Qui sont-elles ces trois ombres qui dérivent sur la banquise et dont on devine les silhouettes à moitié effacées sur ces pellicules retrouvées dans les glaces du pôle ? Mangées par la lumière, avec pour seul horizon une blancheur absolue, on y trouve à nouveau ce grand rêve d’élargir le monde qui poussa tant d’hommes et de femmes à partir vers des lieux au risque de n’en jamais revenir.
C’est en 1930, sur l’île Blanche au bout de l’archipel du Svalbard au Spitzberg, que furent retrouvés les corps et les restes du dernier campement de l’expédition Andrée disparue en 1897 alors qu’elle tentait de rejoindre le pôle Nord en ballon. Trois hommes, Salomon August Andrée, Knut Fraenkel, et Nils Strindberg le photographe de l’équipe, qui jusqu’au bout capta ces images spectrales exposées aujourd’hui au Gränna Museum en Suède, derniers témoignages d’une expédition trop peu préparée sans doute, portée par la ferveur patriotique de l’époque.

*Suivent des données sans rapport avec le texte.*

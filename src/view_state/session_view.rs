//! What the session looks like to the user.
//!
//! [`SessionView::derive`] is a pure function of the session, so the CLI
//! and tests read the same strings.

use super::login_prompt::{LoginPrompt, LoginPromptConfig};
use crate::error::{ErrorCategory, PcaError};
use crate::models::{RegionId, RequestStatus, Timestamp, UserProfile};
use crate::state::{RequestState, Session, SessionPhase};

pub const AUTHENTICATING_TEXT: &str = "Signing in with the WCA...";
pub const LOADING_TEXT: &str = "Loading your data...";
pub const LOAD_ERROR_TITLE: &str = "Error: Can't load your data";

pub const NO_REGION_TEXT: &str = "No region yet";
pub const NO_REQUEST_TEXT: &str = "No request yet";
pub const STATUS_LOADING_TEXT: &str = "Loading...";
pub const STATUS_UNAVAILABLE_TEXT: &str = "Unavailable";

pub const GUIDANCE: [&str; 2] = [
    "Please keep in mind: Pick only your REAL region. Our team will verify this, and may deny your submission if found false.",
    "You can only set your region once every year, so please double check if it's correct before submitting.",
];

pub const APPEAL_GUIDANCE: [&str; 3] = [
    "Sorry, your request has been denied because we cannot verify your region.",
    "You must e-mail us at pcaresultscommittee@gmail.com, and make the subject of the e-mail \"Region update request appeal: (Your full name)\".",
    "In the e-mail, you must give us as much as you can your proof of residence / origin in your selected region.",
];

pub const SUBMIT_ACTION_LABEL: &str = "Set your region";

pub const SUBMITTED_TITLE: &str = "You've submitted your region";
pub const SUBMITTED_BODY: &str = "Thanks for submitting your region! Please wait up to a week or two for your region setting to be approved.";

pub const SUBMIT_ERROR_TITLE: &str = "Error: Can't submit region";
pub const SUBMIT_ERROR_BODY: &str = "A network/system error may have happened, or your request has been denied as you may have already set your region for this year. You can only set your region once every year.";

/// A titled message.
#[derive(Debug, Clone, PartialEq, Eq)]
pub struct Notice {
    pub title: String,
    pub body: String,
}

/// The region picker and its submit button.
#[derive(Debug, Clone, PartialEq, Eq)]
pub struct RegionSelection {
    pub default_region: RegionId,
    pub action_label: &'static str,
}

impl Default for RegionSelection {
    fn default() -> Self {
        Self {
            default_region: RegionId::default(),
            action_label: SUBMIT_ACTION_LABEL,
        }
    }
}

/// The signed-in user's overview.
#[derive(Debug, Clone, PartialEq, Eq)]
pub struct Dashboard {
    pub greeting: String,
    pub current_region: String,
    pub request_status: String,
    pub guidance: Vec<String>,
    /// Present only while submission is on offer.
    pub selection: Option<RegionSelection>,
}

impl Dashboard {
    fn new(profile: &UserProfile, request: &RequestState, offer_submission: bool) -> Self {
        Self::with_status_loading_text(profile, request, offer_submission, STATUS_LOADING_TEXT)
    }

    /// `loading_text` stands in for the status while the lookup has no answer.
    fn with_status_loading_text(
        profile: &UserProfile,
        request: &RequestState,
        offer_submission: bool,
        loading_text: &str,
    ) -> Self {
        let region = profile
            .region
            .as_ref()
            .map(RegionId::to_string)
            .unwrap_or_else(|| NO_REGION_TEXT.to_string());
        let status = match request {
            RequestState::Loading => loading_text.to_string(),
            RequestState::Absent => NO_REQUEST_TEXT.to_string(),
            RequestState::Latest(latest) => latest.status.to_string(),
        };
        let denied = request.latest().map(|r| r.status) == Some(RequestStatus::Denied);
        let guidance: &[&str] = if denied { &APPEAL_GUIDANCE } else { &GUIDANCE };

        Self {
            greeting: format!("Hello, {}!", profile.display_name()),
            current_region: format!("Your current region: {}", region),
            request_status: format!("Your region request's status: {}", status),
            guidance: guidance.iter().map(|s| s.to_string()).collect(),
            selection: offer_submission.then(RegionSelection::default),
        }
    }
}

/// The rendered outcome of a session.
#[derive(Debug, Clone, PartialEq, Eq)]
pub enum SessionView {
    /// Anonymous: invite the user to sign in.
    LoginPrompt(LoginPrompt),
    /// Anonymous with the prompt dismissed: nothing to show.
    Hidden,
    /// A code is being exchanged.
    Authenticating,
    /// Signed in, profile not loaded yet.
    Loading,
    /// Signed in, loading failed. Whatever did load stays on screen.
    LoadError {
        notice: Notice,
        dashboard: Option<Dashboard>,
    },
    Dashboard(Dashboard),
    /// Terminal for the session; submission is no longer offered.
    Submitted(Notice),
    /// The submission failed; the dashboard keeps offering it.
    SubmitError { notice: Notice, dashboard: Dashboard },
}

impl SessionView {
    pub fn derive(session: &Session, prompt: &LoginPromptConfig, now: Timestamp) -> Self {
        let phase = session.phase_at(now);
        let dashboard = |offer: bool| {
            session
                .profile()
                .map(|profile| Dashboard::new(profile, session.request(), offer))
        };

        match phase {
            SessionPhase::Anonymous if session.login_prompt_dismissed() => SessionView::Hidden,
            SessionPhase::Anonymous => SessionView::LoginPrompt(LoginPrompt::new(
                prompt,
                session.last_error().map(PcaError::user_message),
            )),
            SessionPhase::Authenticating => SessionView::Authenticating,
            SessionPhase::Loading => match dashboard(false) {
                Some(dashboard) => SessionView::Dashboard(dashboard),
                None => SessionView::Loading,
            },
            SessionPhase::LoadFailed => SessionView::LoadError {
                notice: Notice {
                    title: LOAD_ERROR_TITLE.to_string(),
                    body: session
                        .last_error()
                        .map(PcaError::user_message)
                        .unwrap_or_default(),
                },
                dashboard: session.profile().map(|profile| {
                    Dashboard::with_status_loading_text(
                        profile,
                        session.request(),
                        false,
                        STATUS_UNAVAILABLE_TEXT,
                    )
                }),
            },
            SessionPhase::Eligible | SessionPhase::Ineligible => {
                match dashboard(phase.offers_submission()) {
                    Some(dashboard) => SessionView::Dashboard(dashboard),
                    None => SessionView::Loading,
                }
            }
            SessionPhase::Submitted => SessionView::Submitted(Notice {
                title: SUBMITTED_TITLE.to_string(),
                body: SUBMITTED_BODY.to_string(),
            }),
            SessionPhase::SubmitError => {
                let notice = Notice {
                    title: SUBMIT_ERROR_TITLE.to_string(),
                    body: session
                        .submit_error()
                        .map(submit_error_body)
                        .unwrap_or_else(|| SUBMIT_ERROR_BODY.to_string()),
                };
                match dashboard(true) {
                    Some(dashboard) => SessionView::SubmitError { notice, dashboard },
                    None => SessionView::LoadError {
                        notice,
                        dashboard: None,
                    },
                }
            }
        }
    }

    /// Whether the region picker is on screen.
    pub fn offers_submission(&self) -> bool {
        match self {
            SessionView::Dashboard(dashboard) | SessionView::SubmitError { dashboard, .. } => {
                dashboard.selection.is_some()
            }
            _ => false,
        }
    }

    /// The dashboard, if one is shown.
    pub fn dashboard(&self) -> Option<&Dashboard> {
        match self {
            SessionView::Dashboard(dashboard) | SessionView::SubmitError { dashboard, .. } => {
                Some(dashboard)
            }
            SessionView::LoadError { dashboard, .. } => dashboard.as_ref(),
            _ => None,
        }
    }
}

/// Moderation answers explain themselves; anything else gets the generic text.
fn submit_error_body(err: &PcaError) -> String {
    match err.category() {
        ErrorCategory::Moderation => err.user_message(),
        _ => SUBMIT_ERROR_BODY.to_string(),
    }
}
//! Credential store trait abstraction.
//!
//! A store persists exactly one API credential under one fixed key.
//! Access is synchronous: the store is local to the process and the file it
//! writes is tiny.

use thiserror::Error;

use crate::auth::Credential;

/// Credential storage errors.
#[derive(Debug, Clone, Error, PartialEq)]
pub enum CredentialsError {
    /// Failed to read the stored credential
    #[error("Failed to load credentials: {0}")]
    LoadFailed(String),
    /// Failed to persist the credential
    #[error("Failed to save credentials: {0}")]
    SaveFailed(String),
    /// Failed to remove the stored credential
    #[error("Failed to clear credentials: {0}")]
    ClearFailed(String),
    /// Stored data could not be (de)serialized
    #[error("Serialization error: {0}")]
    Serialization(String),
}

/// Durable storage for the single API credential.
///
/// Implementations include the file-backed production store and an
/// in-memory store for tests.
pub trait CredentialStore: Send + Sync {
    /// Read the stored credential.
    ///
    /// # Returns
    /// - `Ok(Some(credential))` if one is stored
    /// - `Ok(None)` if the client is logged out
    /// - `Err(error)` if reading failed
    fn load(&self) -> Result<Option<Credential>, CredentialsError>;

    /// Replace the stored credential.
    fn save(&self, credential: &Credential) -> Result<(), CredentialsError>;

    /// Remove the stored credential. Clearing an empty store succeeds.
    fn clear(&self) -> Result<(), CredentialsError>;
}

#[cfg(test)]
mod tests {
    use super::*;

    #[test]
    fn test_credentials_error_display() {
        assert_eq!(
            CredentialsError::LoadFailed("read error".to_string()).to_string(),
            "Failed to load credentials: read error"
        );
        assert_eq!(
            CredentialsError::SaveFailed("disk full".to_string()).to_string(),
            "Failed to save credentials: disk full"
        );
        assert_eq!(
            CredentialsError::ClearFailed("busy".to_string()).to_string(),
            "Failed to clear credentials: busy"
        );
        assert_eq!(
            CredentialsError::Serialization("invalid json".to_string()).to_string(),
            "Serialization error: invalid json"
        );
    }

    #[test]
    fn test_credentials_error_implements_error_trait() {
        let err = CredentialsError::LoadFailed("x".to_string());
        let _: &dyn std::error::Error = &err;
    }
}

De ces photographies, l’écriture d’Hélène Gaudy opère comme un révélateur, c’est elle-même qui le dit. Et les images parlent, racontent la longue attente avant l’envol, les soubresauts de la nacelle secouée par les vents, la chute sur la banquise, ensuite la longue errance sur les glaces, durant trois mois, à la recherche d’une terre qui, une fois atteinte ne leur apportera que la solidité du sol, mais rien d’autre, jusqu’à la mort. C’est la lente histoire d’un effacement, traversée de celles d’autres rêveurs d’aventures, marquant que ces rêves n’ont de limites qu’humaines, mais qu’au-delà il en reste des traces, et nous en sommes les témoins. L’écriture a parlé.